[Data items]
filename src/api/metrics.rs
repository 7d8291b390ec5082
//! Prometheus metrics endpoint.

use axum::{http::StatusCode, response::IntoResponse};

use crate::metrics;

/// GET /metrics - Prometheus metrics endpoint
pub async fn prometheus_metrics() -> impl IntoResponse {
    match metrics::encode_metrics() {
        Ok(output) => (
            StatusCode::OK,
            [(axum::http::header::CONTENT_TYPE, "text/plain; version=0.0.4; charset=utf-8")],
            output,
        ),
        Err(e) => {
            tracing::error!(error = %e, "Failed to encode Prometheus metrics");
            (
                StatusCode::INTERNAL_SERVER_ERROR,
                [(axum::http::header::CONTENT_TYPE, "text/plain")],
                format!("Failed to encode metrics: {}", e),
            )
        }
    }
}
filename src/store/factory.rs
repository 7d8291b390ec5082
//! Store factory

use crate::config::DatabaseConfig;
use crate::postgres::PostgresPool;

use super::{Store, ENTITY_SCHEMA};

/// Create a store based on configuration.
///
/// - `"postgres"`: connects, applies the schema and returns a PostgreSQL store;
///   on any failure it logs and falls back to memory
/// - `"memory"` (default): in-memory store
pub async fn create_store(config: &DatabaseConfig) -> Store {
    match config.backend.as_str() {
        "postgres" => match connect(config).await {
            Ok(pool) => {
                tracing::info!(
                    backend = "postgres",
                    url = %pool.database_url_masked(),
                    "Creating PostgreSQL store"
                );
                Store::postgres(pool.pool().clone())
            }
            Err(e) => {
                tracing::warn!(
                    error = %e,
                    "PostgreSQL store requested but unavailable, falling back to memory"
                );
                Store::memory()
            }
        },
        _ => {
            tracing::info!(backend = "memory", "Creating memory store");
            Store::memory()
        }
    }
}

async fn connect(config: &DatabaseConfig) -> Result<PostgresPool, sqlx::Error> {
    let pool = PostgresPool::new(config).await?;
    for statement in ENTITY_SCHEMA {
        sqlx::query(statement).execute(pool.pool()).await?;
    }
    Ok(pool)
}

#[cfg(test)]
mod tests {
    use super::*;

    #[tokio::test]
    async fn test_memory_backend_by_default() {
        let store = create_store(&DatabaseConfig::default()).await;
        assert_eq!(store.backend(), "memory");
    }

    #[tokio::test]
    async fn test_unknown_backend_falls_back_to_memory() {
        let config = DatabaseConfig {
            backend: "sqlite".to_string(),
            ..DatabaseConfig::default()
        };
        let store = create_store(&config).await;
        assert_eq!(store.backend(), "memory");
    }
}
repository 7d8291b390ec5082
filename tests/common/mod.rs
//! Shared helpers for the HTTP-level integration suites.

#![allow(dead_code)]

use axum::{
    body::Body,
    http::{header, Method, Request},
    response::Response,
    Router,
};
use serde_json::Value;
use tokio::net::TcpListener;
use tower::ServiceExt;

use ara_messenger::config::Settings;
use ara_messenger::server::{create_app, AppState};
use ara_messenger::store::Store;

/// Serve `app` on an ephemeral local port and return its base URL.
pub async fn spawn_stub(app: Router) -> String {
    let listener = TcpListener::bind("127.0.0.1:0").await.unwrap();
    let addr = listener.local_addr().unwrap();
    tokio::spawn(async move {
        let _ = axum::serve(listener, app).await;
    });
    format!("http://{}", addr)
}

/// Application state over a fresh memory store.
pub fn test_state(settings: Settings) -> AppState {
    AppState::new(settings, Store::memory())
}

/// Drive one request through the full router.
pub async fn call(state: &AppState, request: Request<Body>) -> Response {
    create_app(state.clone()).oneshot(request).await.unwrap()
}

pub fn json_request(method: Method, uri: &str, body: Value) -> Request<Body> {
    Request::builder()
        .method(method)
        .uri(uri)
        .header(header::CONTENT_TYPE, "application/json")
        .body(Body::from(body.to_string()))
        .unwrap()
}

pub fn get(uri: &str) -> Request<Body> {
    Request::builder().uri(uri).body(Body::empty()).unwrap()
}

pub async fn body_json(response: Response) -> Value {
    let bytes = axum::body::to_bytes(response.into_body(), usize::MAX)
        .await
        .unwrap();
    serde_json::from_slice(&bytes).unwrap()
}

**INSTRUCTIONS TO FOLLOW:** Print all of the entries exactly as they appear.

**ANSWER SPACE:**
filename src/api/metrics.rs
repository 7d8291b390ec5082
//! Prometheus metrics endpoint.

use axum::{http::StatusCode, response::IntoResponse};

use crate::metrics;

/// GET /metrics - Prometheus metrics endpoint
pub async fn prometheus_metrics() -> impl IntoResponse {
    match metrics::encode_metrics() {
        Ok(output) => (
            StatusCode::OK,
            [(axum::http::header::CONTENT_TYPE, "text/plain; version=0.0.4; charset=utf-8")],
            output,
        ),
        Err(e) => {
            tracing::error!(error = %e, "Failed to encode Prometheus metrics");
            (
                StatusCode::INTERNAL_SERVER_ERROR,
                [(axum::http::header::CONTENT_TYPE, "text/plain")],
                format!("Failed to encode metrics: {}", e),
            )
        }
    }
}
filename src/store/factory.rs
repository 7d8291b390ec5082
//! Store factory

use crate::config::DatabaseConfig;
use crate::postgres::PostgresPool;

use super::{Store, ENTITY_SCHEMA};

/// Create a store based on configuration.
///
/// - `"postgres"`: connects, applies the schema and returns a PostgreSQL store;
///   on any failure it logs and falls back to memory
/// - `"memory"` (default): in-memory store
pub async fn create_store(config: &DatabaseConfig) -> Store {
    match config.backend.as_str() {
        "postgres" => match connect(config).await {
            Ok(pool) => {
                tracing::info!(
                    backend = "postgres",
                    url = %pool.database_url_masked(),
                    "Creating PostgreSQL store"
                );
                Store::postgres(pool.pool().clone())
            }
            Err(e) => {
                tracing::warn!(
                    error = %e,
                    "PostgreSQL store requested but unavailable, falling back to memory"
                );
                Store::memory()
            }
        },
        _ => {
            tracing::info!(backend = "memory", "Creating memory store");
            Store::memory()
        }
    }
}

async fn connect(config: &DatabaseConfig) -> Result<PostgresPool, sqlx::Error> {
    let pool = PostgresPool::new(config).await?;
    for statement in ENTITY_SCHEMA {
        sqlx::query(statement).execute(pool.pool()).await?;
    }
    Ok(pool)
}

#[cfg(test)]
mod tests {
    use super::*;

    #[tokio::test]
    async fn test_memory_backend_by_default() {
        let store = create_store(&DatabaseConfig::default()).await;
        assert_eq!(store.backend(), "memory");
    }

    #[tokio::test]
    async fn test_unknown_backend_falls_back_to_memory() {
        let config = DatabaseConfig {
            backend: "sqlite".to_string(),
            ..DatabaseConfig::default()
        };
        let store = create_store(&config).await;
        assert_eq!(store.backend(), "memory");
    }
}
repository 7d8291b390ec5082
filename tests/common/mod.rs
//! Shared helpers for the HTTP-level integration suites.

#![allow(dead_code)]

use axum::{
    body::Body,
    http::{header, Method, Request},
    response::Response,
    Router,
};
use serde_json::Value;
use tokio::net::TcpListener;
use tower::ServiceExt;

use ara_messenger::config::Settings;
use ara_messenger::server::{create_app, AppState};
use ara_messenger::store::Store;

/// Serve `app` on an ephemeral local port and return its base URL.
pub async fn spawn_stub(app: Router) -> String {
    let listener = TcpListener::bind("127.0.0.1:0").await.unwrap();
    let addr = listener.local_addr().unwrap();
    tokio::spawn(async move {
        let _ = axum::serve(listener, app).await;
    });
    format!("http://{}", addr)
}

/// Application state over a fresh memory store.
pub fn test_state(settings: Settings) -> AppState {
    AppState::new(settings, Store::memory())
}

/// Drive one request through the full router.
pub async fn call(state: &AppState, request: Request<Body>) -> Response {
    create_app(state.clone()).oneshot(request).await.unwrap()
}

pub fn json_request(method: Method, uri: &str, body: Value) -> Request<Body> {
    Request::builder()
        .method(method)
        .uri(uri)
        .header(header::CONTENT_TYPE, "application/json")
        .body(Body::from(body.to_string()))
        .unwrap()
}

pub fn get(uri: &str) -> Request<Body> {
    Request::builder().uri(uri).body(Body::empty()).unwrap()
}

pub async fn body_json(response: Response) -> Value {
    let bytes = axum::body::to_bytes(response.into_body(), usize::MAX)
        .await
        .unwrap();
    serde_json::from_slice(&bytes).unwrap()
}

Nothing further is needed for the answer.